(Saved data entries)
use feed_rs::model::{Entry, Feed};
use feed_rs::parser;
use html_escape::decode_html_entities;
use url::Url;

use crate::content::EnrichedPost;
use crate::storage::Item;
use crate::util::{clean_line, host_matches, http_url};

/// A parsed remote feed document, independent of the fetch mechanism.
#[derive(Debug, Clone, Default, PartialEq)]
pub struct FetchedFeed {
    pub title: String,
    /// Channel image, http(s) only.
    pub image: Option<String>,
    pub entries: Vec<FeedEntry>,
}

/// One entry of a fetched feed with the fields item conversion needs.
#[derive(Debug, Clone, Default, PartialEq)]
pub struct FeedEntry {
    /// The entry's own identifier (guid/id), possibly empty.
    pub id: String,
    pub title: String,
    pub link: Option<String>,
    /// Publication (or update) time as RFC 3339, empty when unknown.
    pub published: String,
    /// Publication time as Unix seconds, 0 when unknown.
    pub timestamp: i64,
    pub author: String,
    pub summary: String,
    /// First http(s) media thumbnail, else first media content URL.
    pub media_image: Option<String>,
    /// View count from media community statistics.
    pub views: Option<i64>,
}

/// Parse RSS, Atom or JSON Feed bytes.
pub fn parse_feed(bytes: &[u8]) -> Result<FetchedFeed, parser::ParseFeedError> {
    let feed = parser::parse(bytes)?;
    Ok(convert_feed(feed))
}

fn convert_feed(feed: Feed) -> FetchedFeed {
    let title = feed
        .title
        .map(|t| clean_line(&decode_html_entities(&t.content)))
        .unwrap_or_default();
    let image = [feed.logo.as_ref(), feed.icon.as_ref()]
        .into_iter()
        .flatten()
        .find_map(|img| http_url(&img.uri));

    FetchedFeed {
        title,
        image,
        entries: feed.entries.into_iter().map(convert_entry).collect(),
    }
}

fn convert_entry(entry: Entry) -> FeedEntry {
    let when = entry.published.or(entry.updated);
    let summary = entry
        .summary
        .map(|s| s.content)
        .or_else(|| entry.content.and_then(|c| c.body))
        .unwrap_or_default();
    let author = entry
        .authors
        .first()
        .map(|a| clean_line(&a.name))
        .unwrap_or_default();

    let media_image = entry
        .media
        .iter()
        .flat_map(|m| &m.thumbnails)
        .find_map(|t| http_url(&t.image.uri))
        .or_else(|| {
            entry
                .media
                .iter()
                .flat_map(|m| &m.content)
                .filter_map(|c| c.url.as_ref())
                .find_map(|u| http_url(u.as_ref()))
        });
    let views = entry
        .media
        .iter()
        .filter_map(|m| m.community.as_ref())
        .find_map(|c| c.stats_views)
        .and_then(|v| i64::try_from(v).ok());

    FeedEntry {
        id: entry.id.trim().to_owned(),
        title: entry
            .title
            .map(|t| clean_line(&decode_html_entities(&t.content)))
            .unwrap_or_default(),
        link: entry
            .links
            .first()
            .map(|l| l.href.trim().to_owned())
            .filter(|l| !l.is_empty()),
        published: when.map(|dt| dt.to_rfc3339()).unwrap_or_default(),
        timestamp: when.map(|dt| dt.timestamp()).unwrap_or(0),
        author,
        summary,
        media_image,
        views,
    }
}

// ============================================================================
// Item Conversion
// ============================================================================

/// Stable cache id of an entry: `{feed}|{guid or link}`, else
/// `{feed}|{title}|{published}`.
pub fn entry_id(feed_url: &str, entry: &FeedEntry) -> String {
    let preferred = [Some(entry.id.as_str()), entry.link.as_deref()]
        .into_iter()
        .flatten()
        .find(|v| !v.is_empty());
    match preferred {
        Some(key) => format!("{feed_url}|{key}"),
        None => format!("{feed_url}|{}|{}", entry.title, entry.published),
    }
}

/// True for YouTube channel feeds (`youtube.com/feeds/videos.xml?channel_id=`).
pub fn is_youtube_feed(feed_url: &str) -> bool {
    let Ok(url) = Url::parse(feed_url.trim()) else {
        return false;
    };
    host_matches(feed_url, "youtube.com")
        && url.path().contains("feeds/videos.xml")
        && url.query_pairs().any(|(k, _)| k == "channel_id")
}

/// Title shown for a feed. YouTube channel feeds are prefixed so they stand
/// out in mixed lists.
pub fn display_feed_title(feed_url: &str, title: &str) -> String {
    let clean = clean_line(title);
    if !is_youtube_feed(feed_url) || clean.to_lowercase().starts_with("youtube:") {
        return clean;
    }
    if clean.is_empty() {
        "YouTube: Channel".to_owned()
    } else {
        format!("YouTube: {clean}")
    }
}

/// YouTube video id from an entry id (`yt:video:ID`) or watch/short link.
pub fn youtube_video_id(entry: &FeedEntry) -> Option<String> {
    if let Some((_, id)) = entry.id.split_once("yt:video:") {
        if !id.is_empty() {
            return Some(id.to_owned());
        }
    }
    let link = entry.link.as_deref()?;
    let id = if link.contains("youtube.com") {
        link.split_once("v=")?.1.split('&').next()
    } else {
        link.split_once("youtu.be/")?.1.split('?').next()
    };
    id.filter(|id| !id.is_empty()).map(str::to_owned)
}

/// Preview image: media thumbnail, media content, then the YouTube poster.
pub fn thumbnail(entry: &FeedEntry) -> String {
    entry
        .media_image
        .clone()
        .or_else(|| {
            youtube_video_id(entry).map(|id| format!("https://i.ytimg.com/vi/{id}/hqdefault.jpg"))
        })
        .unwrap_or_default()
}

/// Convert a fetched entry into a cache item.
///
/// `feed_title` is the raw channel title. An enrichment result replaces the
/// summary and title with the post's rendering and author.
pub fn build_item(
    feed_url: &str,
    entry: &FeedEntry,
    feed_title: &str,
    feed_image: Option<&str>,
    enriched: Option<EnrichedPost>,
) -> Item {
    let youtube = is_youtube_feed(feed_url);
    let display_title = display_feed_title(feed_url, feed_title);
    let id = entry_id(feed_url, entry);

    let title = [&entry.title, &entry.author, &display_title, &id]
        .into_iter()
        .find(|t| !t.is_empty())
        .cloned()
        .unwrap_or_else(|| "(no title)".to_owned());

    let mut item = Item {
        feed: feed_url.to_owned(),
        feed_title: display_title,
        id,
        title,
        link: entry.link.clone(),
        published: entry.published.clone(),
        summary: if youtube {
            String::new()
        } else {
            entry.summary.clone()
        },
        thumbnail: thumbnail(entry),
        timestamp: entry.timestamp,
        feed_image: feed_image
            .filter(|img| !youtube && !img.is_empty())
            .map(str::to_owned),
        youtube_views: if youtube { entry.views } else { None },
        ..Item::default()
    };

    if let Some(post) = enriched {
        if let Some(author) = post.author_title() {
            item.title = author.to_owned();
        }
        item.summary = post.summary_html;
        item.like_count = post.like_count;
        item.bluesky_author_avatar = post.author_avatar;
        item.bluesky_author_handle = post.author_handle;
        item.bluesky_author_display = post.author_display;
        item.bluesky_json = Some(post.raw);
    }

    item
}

Action item —
Would you return every line of the data above exactly?

Task answer —
use feed_rs::model::{Entry, Feed};
use feed_rs::parser;
use html_escape::decode_html_entities;
use url::Url;

use crate::content::EnrichedPost;
use crate::storage::Item;
use crate::util::{clean_line, host_matches, http_url};

/// A parsed remote feed document, independent of the fetch mechanism.
#[derive(Debug, Clone, Default, PartialEq)]
pub struct FetchedFeed {
    pub title: String,
    /// Channel image, http(s) only.
    pub image: Option<String>,
    pub entries: Vec<FeedEntry>,
}

/// One entry of a fetched feed with the fields item conversion needs.
#[derive(Debug, Clone, Default, PartialEq)]
pub struct FeedEntry {
    /// The entry's own identifier (guid/id), possibly empty.
    pub id: String,
    pub title: String,
    pub link: Option<String>,
    /// Publication (or update) time as RFC 3339, empty when unknown.
    pub published: String,
    /// Publication time as Unix seconds, 0 when unknown.
    pub timestamp: i64,
    pub author: String,
    pub summary: String,
    /// First http(s) media thumbnail, else first media content URL.
    pub media_image: Option<String>,
    /// View count from media community statistics.
    pub views: Option<i64>,
}

/// Parse RSS, Atom or JSON Feed bytes.
pub fn parse_feed(bytes: &[u8]) -> Result<FetchedFeed, parser::ParseFeedError> {
    let feed = parser::parse(bytes)?;
    Ok(convert_feed(feed))
}

fn convert_feed(feed: Feed) -> FetchedFeed {
    let title = feed
        .title
        .map(|t| clean_line(&decode_html_entities(&t.content)))
        .unwrap_or_default();
    let image = [feed.logo.as_ref(), feed.icon.as_ref()]
        .into_iter()
        .flatten()
        .find_map(|img| http_url(&img.uri));

    FetchedFeed {
        title,
        image,
        entries: feed.entries.into_iter().map(convert_entry).collect(),
    }
}

fn convert_entry(entry: Entry) -> FeedEntry {
    let when = entry.published.or(entry.updated);
    let summary = entry
        .summary
        .map(|s| s.content)
        .or_else(|| entry.content.and_then(|c| c.body))
        .unwrap_or_default();
    let author = entry
        .authors
        .first()
        .map(|a| clean_line(&a.name))
        .unwrap_or_default();

    let media_image = entry
        .media
        .iter()
        .flat_map(|m| &m.thumbnails)
        .find_map(|t| http_url(&t.image.uri))
        .or_else(|| {
            entry
                .media
                .iter()
                .flat_map(|m| &m.content)
                .filter_map(|c| c.url.as_ref())
                .find_map(|u| http_url(u.as_ref()))
        });
    let views = entry
        .media
        .iter()
        .filter_map(|m| m.community.as_ref())
        .find_map(|c| c.stats_views)
        .and_then(|v| i64::try_from(v).ok());

    FeedEntry {
        id: entry.id.trim().to_owned(),
        title: entry
            .title
            .map(|t| clean_line(&decode_html_entities(&t.content)))
            .unwrap_or_default(),
        link: entry
            .links
            .first()
            .map(|l| l.href.trim().to_owned())
            .filter(|l| !l.is_empty()),
        published: when.map(|dt| dt.to_rfc3339()).unwrap_or_default(),
        timestamp: when.map(|dt| dt.timestamp()).unwrap_or(0),
        author,
        summary,
        media_image,
        views,
    }
}

// ============================================================================
// Item Conversion
// ============================================================================

/// Stable cache id of an entry: `{feed}|{guid or link}`, else
/// `{feed}|{title}|{published}`.
pub fn entry_id(feed_url: &str, entry: &FeedEntry) -> String {
    let preferred = [Some(entry.id.as_str()), entry.link.as_deref()]
        .into_iter()
        .flatten()
        .find(|v| !v.is_empty());
    match preferred {
        Some(key) => format!("{feed_url}|{key}"),
        None => format!("{feed_url}|{}|{}", entry.title, entry.published),
    }
}

/// True for YouTube channel feeds (`youtube.com/feeds/videos.xml?channel_id=`).
pub fn is_youtube_feed(feed_url: &str) -> bool {
    let Ok(url) = Url::parse(feed_url.trim()) else {
        return false;
    };
    host_matches(feed_url, "youtube.com")
        && url.path().contains("feeds/videos.xml")
        && url.query_pairs().any(|(k, _)| k == "channel_id")
}

/// Title shown for a feed. YouTube channel feeds are prefixed so they stand
/// out in mixed lists.
pub fn display_feed_title(feed_url: &str, title: &str) -> String {
    let clean = clean_line(title);
    if !is_youtube_feed(feed_url) || clean.to_lowercase().starts_with("youtube:") {
        return clean;
    }
    if clean.is_empty() {
        "YouTube: Channel".to_owned()
    } else {
        format!("YouTube: {clean}")
    }
}

/// YouTube video id from an entry id (`yt:video:ID`) or watch/short link.
pub fn youtube_video_id(entry: &FeedEntry) -> Option<String> {
    if let Some((_, id)) = entry.id.split_once("yt:video:") {
        if !id.is_empty() {
            return Some(id.to_owned());
        }
    }
    let link = entry.link.as_deref()?;
    let id = if link.contains("youtube.com") {
        link.split_once("v=")?.1.split('&').next()
    } else {
        link.split_once("youtu.be/")?.1.split('?').next()
    };
    id.filter(|id| !id.is_empty()).map(str::to_owned)
}

/// Preview image: media thumbnail, media content, then the YouTube poster.
pub fn thumbnail(entry: &FeedEntry) -> String {
    entry
        .media_image
        .clone()
        .or_else(|| {
            youtube_video_id(entry).map(|id| format!("https://i.ytimg.com/vi/{id}/hqdefault.jpg"))
        })
        .unwrap_or_default()
}

/// Convert a fetched entry into a cache item.
///
/// `feed_title` is the raw channel title. An enrichment result replaces the
/// summary and title with the post's rendering and author.
pub fn build_item(
    feed_url: &str,
    entry: &FeedEntry,
    feed_title: &str,
    feed_image: Option<&str>,
    enriched: Option<EnrichedPost>,
) -> Item {
    let youtube = is_youtube_feed(feed_url);
    let display_title = display_feed_title(feed_url, feed_title);
    let id = entry_id(feed_url, entry);

    let title = [&entry.title, &entry.author, &display_title, &id]
        .into_iter()
        .find(|t| !t.is_empty())
        .cloned()
        .unwrap_or_else(|| "(no title)".to_owned());

    let mut item = Item {
        feed: feed_url.to_owned(),
        feed_title: display_title,
        id,
        title,
        link: entry.link.clone(),
        published: entry.published.clone(),
        summary: if youtube {
            String::new()
        } else {
            entry.summary.clone()
        },
        thumbnail: thumbnail(entry),
        timestamp: entry.timestamp,
        feed_image: feed_image
            .filter(|img| !youtube && !img.is_empty())
            .map(str::to_owned),
        youtube_views: if youtube { entry.views } else { None },
        ..Item::default()
    };

    if let Some(post) = enriched {
        if let Some(author) = post.author_title() {
            item.title = author.to_owned();
        }
        item.summary = post.summary_html;
        item.like_count = post.like_count;
        item.bluesky_author_avatar = post.author_avatar;
        item.bluesky_author_handle = post.author_handle;
        item.bluesky_author_display = post.author_display;
        item.bluesky_json = Some(post.raw);
    }

    item
}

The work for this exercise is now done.